2. Fédérer l’ensemble des acteurs communautaires

Fédérer les associations, entreprises et leurs alliés. Les Gay Games sont en effet une formidable occasion de mettre en avant toutes les initiatives. Mais nous aurions sans doute dû davantage convaincre les partenaires, prestataires et commerces locaux de l’ampleur de l’événement et vérifier qu’ils en ont bien pris la mesure.

Nous avons eu une énorme chance d’avoir un paysage associatif et commercial d’une richesse et d’un dynamisme exceptionnels. Nous avons été très fiers d’avoir pu réunir pratiquement tout le monde à côté d’autres partenaires commerciaux et institutionnels. Promouvoir la diversité, c’est aussi offrir ce large panorama.
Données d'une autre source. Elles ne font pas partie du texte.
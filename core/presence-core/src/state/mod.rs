//! Presence sessions: state machine, transitions, and file persistence.
//!
//! # Module Structure
//!
//! - [`transition`]: Pure mapping from (open period, status) to a [`Transition`]
//! - [`machine`]: Applies transitions to identities and the persisted state
//! - [`store`]: Reads/writes the JSON state file (`~/.presence-tracker/sessions.json`)
//! - [`types`]: Sessions, history entries, and the persisted state document

mod machine;
mod store;
mod transition;
pub(crate) mod types;

pub use machine::{Applied, PresenceMachine};
pub use store::{write_report_file, StateStore, STORE_VERSION};
pub use transition::{next_transition, Transition};
pub use types::{
    seconds_between, HistoryEntry, HistoryKind, Identity, PersistedState, Session, StatusChange,
    OFFLINE_MARKER, ONLINE_MARKER,
};
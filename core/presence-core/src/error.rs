//! Error types for presence-core operations.

use std::path::PathBuf;

/// All errors that can occur in presence-core operations.
///
/// Only persistence writes and configuration loading surface errors to callers;
/// unreadable state and unresolvable identities degrade with a warning instead.
#[derive(Debug, thiserror::Error)]
pub enum TrackerError {
    // ─────────────────────────────────────────────────────────────────────
    // Configuration Errors
    // ─────────────────────────────────────────────────────────────────────
    #[error("Configuration file malformed: {path}: {details}")]
    ConfigMalformed { path: PathBuf, details: String },

    #[error("Invalid reference timezone offset: {0}")]
    InvalidUtcOffset(String),

    #[error("Home directory not found")]
    HomeDirNotFound,

    // ─────────────────────────────────────────────────────────────────────
    // Identity Errors
    // ─────────────────────────────────────────────────────────────────────
    #[error("Identity not found: {0}")]
    IdentityNotFound(String),

    #[error("Identity lookup failed: {name}: {details}")]
    LookupFailed { name: String, details: String },

    // ─────────────────────────────────────────────────────────────────────
    // Persistence Errors
    // ─────────────────────────────────────────────────────────────────────
    #[error("I/O error: {context}: {source}")]
    Io {
        context: String,
        #[source]
        source: std::io::Error,
    },

    #[error("JSON error: {context}: {source}")]
    Json {
        context: String,
        #[source]
        source: serde_json::Error,
    },
}

impl TrackerError {
    pub(crate) fn io(context: impl Into<String>, source: std::io::Error) -> Self {
        TrackerError::Io {
            context: context.into(),
            source,
        }
    }

    /// Stable short code used in daemon responses.
    pub fn code(&self) -> &'static str {
        match self {
            TrackerError::ConfigMalformed { .. } | TrackerError::InvalidUtcOffset(_) => {
                "config_error"
            }
            TrackerError::HomeDirNotFound => "home_not_found",
            TrackerError::IdentityNotFound(_) => "identity_not_found",
            TrackerError::LookupFailed { .. } => "lookup_failed",
            TrackerError::Io { .. } | TrackerError::Json { .. } => "persist_failed",
        }
    }
}

/// Convenience type alias for Results using TrackerError.
pub type Result<T> = std::result::Result<T, TrackerError>;
//! Maps presence changes to session transitions.
//! Pure: decides what happens, [`super::PresenceMachine`] applies it.

use chrono::{DateTime, Utc};
use presence_protocol::PresenceStatus;

use super::types::Session;

#[derive(Debug, Clone, PartialEq)]
pub enum Transition {
    /// Idle + online: a new online period begins.
    Opened { started_at: DateTime<Utc> },
    /// Active + online: logged, the open period is untouched.
    Repeated,
    /// Active + offline: the open period becomes a session.
    Closed { session: Session, clamped: bool },
    /// Idle + offline: nothing to close.
    Ignored,
}

impl Transition {
    pub fn as_str(&self) -> &'static str {
        match self {
            Transition::Opened { .. } => "opened",
            Transition::Repeated => "repeated",
            Transition::Closed { .. } => "closed",
            Transition::Ignored => "ignored",
        }
    }

    /// Only closing a session forces a full persist.
    pub fn requires_persist(&self) -> bool {
        matches!(self, Transition::Closed { .. })
    }
}

/// `open_since` is the start of the identity's open period, if any.
///
/// An offline instant earlier than the open period's start closes the session
/// at its start instant with zero duration (`clamped = true`).
pub fn next_transition(
    open_since: Option<DateTime<Utc>>,
    status: PresenceStatus,
    at: DateTime<Utc>,
) -> Transition {
    match (open_since, status) {
        (None, PresenceStatus::Online) => Transition::Opened { started_at: at },
        (Some(_), PresenceStatus::Online) => Transition::Repeated,
        (None, PresenceStatus::Offline) => Transition::Ignored,
        (Some(start), PresenceStatus::Offline) if at < start => Transition::Closed {
            session: Session::new(start, start),
            clamped: true,
        },
        (Some(start), PresenceStatus::Offline) => Transition::Closed {
            session: Session::new(start, at),
            clamped: false,
        },
    }
}

#[cfg(test)]
mod tests {
    use super::*;
    use chrono::TimeZone;

    fn at(h: u32, m: u32, s: u32) -> DateTime<Utc> {
        Utc.with_ymd_and_hms(2026, 10, 19, h, m, s).unwrap()
    }

    #[test]
    fn test_online_from_idle_opens() {
        assert_eq!(
            next_transition(None, PresenceStatus::Online, at(9, 0, 0)),
            Transition::Opened {
                started_at: at(9, 0, 0)
            }
        );
    }

    #[test]
    fn test_online_while_active_repeats() {
        assert_eq!(
            next_transition(Some(at(9, 0, 0)), PresenceStatus::Online, at(9, 1, 0)),
            Transition::Repeated
        );
    }

    #[test]
    fn test_offline_while_idle_is_ignored() {
        assert_eq!(
            next_transition(None, PresenceStatus::Offline, at(9, 0, 0)),
            Transition::Ignored
        );
    }

    #[test]
    fn test_offline_while_active_closes() {
        let transition = next_transition(Some(at(9, 0, 0)), PresenceStatus::Offline, at(9, 5, 30));
        assert_eq!(
            transition,
            Transition::Closed {
                session: Session {
                    start: at(9, 0, 0),
                    end: at(9, 5, 30),
                    duration: 330.0,
                },
                clamped: false,
            }
        );
        assert!(transition.requires_persist());
    }

    #[test]
    fn test_out_of_order_offline_clamps_to_zero() {
        match next_transition(Some(at(9, 5, 0)), PresenceStatus::Offline, at(9, 0, 0)) {
            Transition::Closed { session, clamped } => {
                assert!(clamped);
                assert_eq!(session.duration, 0.0);
                assert_eq!(session.start, session.end);
            }
            other => panic!("expected Closed, got {:?}", other),
        }
    }

    #[test]
    fn test_only_close_requires_persist() {
        assert!(!Transition::Repeated.requires_persist());
        assert!(!Transition::Ignored.requires_persist());
        assert!(!Transition::Opened {
            started_at: at(9, 0, 0)
        }
        .requires_persist());
    }
}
Et les associations LGBT dans les entreprises étaient nos meilleurs avocats pour obtenir des sponsoring ou mécénat, comme chez BNP Paribas, Renault, GE ou Avanade.

3. Soigner nos meilleurs ambassadeurs qui sont les bénévoles

Sans nos 3.000 bénévoles, la FSGL et ses associations et évidemment l’équipe de candidature, rien ne serait possible. Il faut avoir beaucoup d’attention à chacun d’entre eux, par la formation, par des petits cadeaux, par une reconnaissance forte et par des événements dédiés.

Malgré cela, nous ne les remercions jamais assez et en profitons pour le faire une nouvelle fois. Ils ont été vraiment formidables, motivés, impliqués et leur joie et leur plaisir ont été contagieux. Ils ont été magiques !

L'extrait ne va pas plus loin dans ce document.